ABSTRACT / SUMMARY Despite reports of the strong killing function of NK cells more than four decades ago, adoptive therapy strategies to exploit this property against late-stage cancer cells have had limited success in the clinic. A major obstacle to translation has been the lack of reliable methods to enhance the inadequate persistence and reduced activity of NK cells after their infusion into patients. Thus, the long-term goal of Project 3 is to devise novel adoptive cell-based therapies for advanced B-lymphoid malignancies (such as acute lymphoblastic leukemia, chronic lymphocytic leukemia and non-Hodgkin lymphoma). The central hypothesis is: (i) the killing function of cord blood (CB)-derived NK cells against hematologic cancers can be substantially enhanced with minimal adverse toxicity, including graft-vs.-host disease, by genetically modifying the cells to express a CD19- specific chimeric antigen receptor (CAR), a suicide gene (inducible caspase-9, or iC9) and the IL-15 cytokine to support NK cell proliferation and durability; and ( ii ) it may be feasible to boost this activity by inhibiting the CISH gene, thus abolishing a pivotal cytokine signaling checkpoint in NK cells and making it possible to consider the use of lower doses of cell therapy without loss of efficacy. This combined strategy, based on our recent preliminary findings as well as the transformative successes with CAR.CD19-redirected T cells, will be pursued in three specific aims. In Aim 1, a first-in-human phase I/II clinical trial, we will evaluate the safety and antitumor activity iC9/CAR.19/IL15-transduced CB-NK cells in 36 patients with advanced leukemia or lymphoma. Aim 2 seeks to track the in vivo fate of the transduced cells described above and correlate the findings with disease responses recorded in Aim 1. This approach will enable us to address several fundamental issues that have been persistent barriers to more effective modes of adoptive NK cell therapy for patients with cancer. Finally, Aim 3 will target CIS, a cytokine signaling checkpoint in NK cells, to further improve the therapeutic potential of our strategy. If we succeed in avoiding toxicity (cytokine release syndrome, for example) that may be associated with targeted therapies of this type, our project will mark a clear advance in the development of novel cellular treatments for cancer.

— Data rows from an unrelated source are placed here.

//! Block index arena
//!
//! The chain owns every block record in one append-only `Vec`. Records are
//! addressed by `BlockId` and never change once linked, so validation code
//! borrows `BlockRef` views instead of owning nodes. Each record keeps a
//! skip pointer so ancestor lookups take O(log n) steps.

use crate::error::{ConsensusError, Result};
use crate::modifier::compute_stake_modifier;
use crate::types::{DiskTxPos, Hash};

/// Index of a block record in a `ChainIndex`
#[derive(Debug, Clone, Copy, PartialEq, Eq, Hash, PartialOrd, Ord)]
pub struct BlockId(usize);

/// Immutable per-block data used by stake validation
#[derive(Debug, Clone, PartialEq, Eq)]
struct BlockIndexEntry {
    height: u32,
    time: u32,
    bits: u32,
    stake_modifier: Hash,
    hash_proof_of_stake: Hash,
    tx_pos: DiskTxPos,
    prev: Option<BlockId>,
    skip: Option<BlockId>,
}

/// Header fields of a block being linked into the index
#[derive(Debug, Clone, Copy, PartialEq, Eq)]
pub struct NewBlock {
    pub time: u32,
    pub bits: u32,
    pub tx_pos: DiskTxPos,
    /// Kernel hash of the block's coinstake
    pub hash_proof_of_stake: Hash,
}

#[derive(Debug, Default)]
pub struct ChainIndex {
    entries: Vec<BlockIndexEntry>,
}

/// Turn the lowest set bit off
fn invert_lowest_one(n: u32) -> u32 {
    n & n.wrapping_sub(1)
}

/// Height the skip pointer of a block at `height` points to
///
/// Any number that is strictly lower than `height` works; this choice keeps
/// both the jump distance and the number of steps logarithmic.
fn skip_height(height: u32) -> u32 {
    if height < 2 {
        return 0;
    }
    if height & 1 == 1 {
        invert_lowest_one(invert_lowest_one(height - 1)) + 1
    } else {
        invert_lowest_one(height)
    }
}

impl ChainIndex {
    pub fn new() -> Self {
        ChainIndex { entries: Vec::new() }
    }

    pub fn len(&self) -> usize {
        self.entries.len()
    }

    pub fn is_empty(&self) -> bool {
        self.entries.is_empty()
    }

    pub fn block(&self, id: BlockId) -> Option<BlockRef<'_>> {
        self.entries.get(id.0).map(|_| BlockRef { chain: self, id })
    }

    /// Most recently linked block
    pub fn last(&self) -> Option<BlockRef<'_>> {
        self.entries.len().checked_sub(1).map(|i| BlockRef { chain: self, id: BlockId(i) })
    }

    /// ConnectBlock: ℬ? × 𝒩 → ℬ
    ///
    /// Link a new block after `prev` (or as a genesis when `prev` is absent).
    /// The block's stake modifier is computed here, once, from the
    /// predecessor's modifier and the block's own kernel hash.
    pub fn connect_block(&mut self, prev: Option<BlockId>, block: NewBlock) -> Result<BlockId> {
        let prev_ref = match prev {
            Some(id) => Some(self.block(id).ok_or(ConsensusError::UnknownBlock(id.0))?),
            None => None,
        };

        let stake_modifier = compute_stake_modifier(prev_ref, &block.hash_proof_of_stake);
        let height = prev_ref.map_or(0, |p| p.height() + 1);
        let skip = prev_ref.and_then(|p| p.ancestor(skip_height(height))).map(|b| b.id);

        let id = BlockId(self.entries.len());
        self.entries.push(BlockIndexEntry {
            height,
            time: block.time,
            bits: block.bits,
            stake_modifier,
            hash_proof_of_stake: block.hash_proof_of_stake,
            tx_pos: block.tx_pos,
            prev,
            skip,
        });

        tracing::trace!(height, modifier = %crate::hash::hash_to_hex(&stake_modifier), "connected block index entry");
        Ok(id)
    }
}

/// Borrowed view of one block in a `ChainIndex`
#[derive(Debug, Clone, Copy)]
pub struct BlockRef<'a> {
    chain: &'a ChainIndex,
    id: BlockId,
}

impl<'a> BlockRef<'a> {
    fn entry(&self) -> &'a BlockIndexEntry {
        &self.chain.entries[self.id.0]
    }

    pub fn id(&self) -> BlockId {
        self.id
    }

    pub fn height(&self) -> u32 {
        self.entry().height
    }

    pub fn time(&self) -> u32 {
        self.entry().time
    }

    pub fn bits(&self) -> u32 {
        self.entry().bits
    }

    pub fn stake_modifier(&self) -> &'a Hash {
        &self.entry().stake_modifier
    }

    pub fn hash_proof_of_stake(&self) -> &'a Hash {
        &self.entry().hash_proof_of_stake
    }

    pub fn tx_pos(&self) -> DiskTxPos {
        self.entry().tx_pos
    }

    pub fn prev(&self) -> Option<BlockRef<'a>> {
        self.entry().prev.map(|id| BlockRef { chain: self.chain, id })
    }

    /// GetAncestor: ℬ × ℕ → ℬ?
    ///
    /// Walk towards genesis taking the skip pointer whenever it does not
    /// overshoot `height`, falling back to the direct predecessor otherwise.
    pub fn ancestor(&self, height: u32) -> Option<BlockRef<'a>> {
        if height > self.height() {
            return None;
        }

        let mut walk = *self;
        let mut height_walk = self.height();
        while height_walk > height {
            let height_skip = skip_height(height_walk);
            let height_skip_prev = skip_height(height_walk - 1);
            let entry = walk.entry();
            let take_skip = entry.skip.is_some()
                && (height_skip == height
                    || (height_skip > height
                        && !(height_skip_prev + 2 < height_skip && height_skip_prev >= height)));
            let next = if take_skip {
                height_walk = height_skip;
                entry.skip
            } else {
                height_walk -= 1;
                entry.prev
            };
            walk = BlockRef { chain: self.chain, id: next? };
        }
        Some(walk)
    }
}

impl PartialEq for BlockRef<'_> {
    fn eq(&self, other: &Self) -> bool {
        std::ptr::eq(self.chain, other.chain) && self.id == other.id
    }
}

impl Eq for BlockRef<'_> {}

摘要 /摘要 尽管有四十多年前NK细胞的杀戮功能强大的报道，但收养疗法 利用该特性针对晚期癌细胞的策略在诊所的成功有限。专业 翻译的障碍是缺乏可靠的方法来增强持久性不足和 NK细胞注入患者后的活性降低。因此，项目3的长期目标是设计 用于晚期B淋巴恶性肿瘤的新型收养细胞疗法（例如急性淋巴细胞 白血病，慢性淋巴细胞性白血病和非霍奇金淋巴瘤）。中心假设是：（i）杀戮 脐带血（CB）衍生的NK细胞针对血液学癌症的功能可以大大增强 通过基因修饰细胞表达CD19-的最小不良毒性，包括Graft-Vs.-Host疾病 特定的嵌合抗原受体（CAR），自杀基因（诱导caspase-9或IC9）和IL-15细胞因子 支持NK细胞增殖和耐用性； （ii）通过抑制该活动可能是可行的 CISH基因，因此消除了NK细胞中的关键细胞因子信号检查点，并使其成为可能 考虑使用较低剂量的细胞疗法而不会丧失疗效。根据我们的这种结合策略 最近的初步发现以及CAR.CD19重新定向的T细胞的变革性成功将是 在三个特定目标中追求。在AIM 1（第一个人类I/II期临床试验）中，我们将评估安全性和 36例晚期白血病或 淋巴瘤。 AIM 2试图跟踪上述转导细胞的体内命运并将 AIM 1中记录的疾病反应的发现。这种方法将使我们能够解决一些 基本问题一直是更有效的收养NK细胞疗法模式的持续障碍 癌症患者。最后，AIM 3将靶向NK细胞中的细胞因子信号检查点CI，以进一步 提高我们战略的治疗潜力。如果我们成功避免毒性（细胞因子释放 例如，综合征）可能与此类靶向疗法有关的综合症，我们的项目将标志 在开发新的细胞治疗癌症方面的前进。